Thu, 21 Apr 2011 22:25:31 PDT


Is anyone else getting tired of carrying 3 or 4 chargers around with them?   I'm not an electrical engineer and I guess I'm not really talking about laptops here, but if you are a manufacturer creating a phone, tablet, or some other similarly sized gadget, I'd love to know why you would choose anything but Micro USB as your charging interface.  I understand that some batteries are bigger than others.  I understand that some batteries mothers are bigger than other batteries mothers....but surely this is a solvable problem.

Okay, if you are Apple, you have a bazillion other accessories that are already out there in consumers' hands that use your special iPhone connector pinout...and we all have an iPhone and probably an iPad charger...and ahem, why are those different?  So that's okay.

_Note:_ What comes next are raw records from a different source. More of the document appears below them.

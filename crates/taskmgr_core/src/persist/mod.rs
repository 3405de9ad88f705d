//! Persistence boundary between `TaskStore` and durable storage.
//!
//! # Responsibility
//! - Define the repository contract used by services.
//! - Classify storage failures into IO, parse and schema errors.
//!
//! # Invariants
//! - A load either returns a fully reconstructed store or an error, never a
//!   partially populated store.
//! - A failed save leaves the previously saved file untouched.

use std::error::Error;
use std::fmt::{Display, Formatter};
use std::path::PathBuf;

pub mod json_file;

pub use json_file::{load_tasks, save_tasks, JsonFileRepository, TaskRecord, DEFAULT_TASKS_FILE};

use crate::store::task_store::TaskStore;

pub type PersistResult<T> = Result<T, PersistError>;

/// Failure while reading or writing the task file.
#[derive(Debug)]
pub enum PersistError {
    /// Underlying file system failure (permissions, missing directory, disk full).
    Io {
        path: PathBuf,
        source: std::io::Error,
    },
    /// File content is not valid JSON.
    Parse {
        path: PathBuf,
        source: serde_json::Error,
    },
    /// File is valid JSON but does not match the task record schema.
    Schema { path: PathBuf, message: String },
}

impl Display for PersistError {
    fn fmt(&self, f: &mut Formatter<'_>) -> std::fmt::Result {
        match self {
            Self::Io { path, source } => {
                write!(f, "task file io failed at `{}`: {source}", path.display())
            }
            Self::Parse { path, source } => write!(
                f,
                "task file `{}` is not valid JSON: {source}",
                path.display()
            ),
            Self::Schema { path, message } => write!(
                f,
                "task file `{}` has invalid task records: {message}",
                path.display()
            ),
        }
    }
}

impl Error for PersistError {
    fn source(&self) -> Option<&(dyn Error + 'static)> {
        match self {
            Self::Io { source, .. } => Some(source),
            Self::Parse { source, .. } => Some(source),
            Self::Schema { .. } => None,
        }
    }
}

impl PersistError {
    /// Stable short code used in log events.
    pub fn code(&self) -> &'static str {
        match self {
            Self::Io { .. } => "io_failed",
            Self::Parse { .. } => "parse_failed",
            Self::Schema { .. } => "schema_invalid",
        }
    }
}

/// Repository interface for whole-store load/save.
pub trait TaskRepository {
    fn load(&self) -> PersistResult<TaskStore>;
    fn save(&self, store: &TaskStore) -> PersistResult<()>;
}
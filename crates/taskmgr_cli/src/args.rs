//! Command-line configuration.
//!
//! No environment variables are consulted; every setting comes from flags.

use clap::Parser;
use std::path::PathBuf;
use taskmgr_core::{default_log_level, DEFAULT_TASKS_FILE};

/// Interactive task tracker backed by a local JSON file.
#[derive(Debug, Clone, Parser)]
#[command(name = "taskmgr", version, about)]
pub struct Args {
    /// Task file to load on start and write on "Save & Exit".
    #[arg(long, value_name = "PATH", default_value = DEFAULT_TASKS_FILE)]
    pub file: PathBuf,

    /// Log level: trace, debug, info, warn or error.
    #[arg(long, value_name = "LEVEL", default_value = default_log_level())]
    pub log_level: String,

    /// Absolute directory for rolling log files. Logging is off when omitted.
    #[arg(long, value_name = "DIR")]
    pub log_dir: Option<PathBuf>,
}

If you are Sony, I will let it slide that you chose Mini USB before Micro USB was popular or existed and so the PS3 accessories and PSP (kinda) will charge with Mini USB.   And I have a Mini to Micro USB adaptor.  It's small enough to not be a bother.

If you aren't Sony or Apple, please make your device charge by Micro USB so I don't have to carry yet another charger.  It's okay if it charges slower than a second dedicated power source, but just make it charge through Micro USB.

Android tablet manufacturers I am looking at you.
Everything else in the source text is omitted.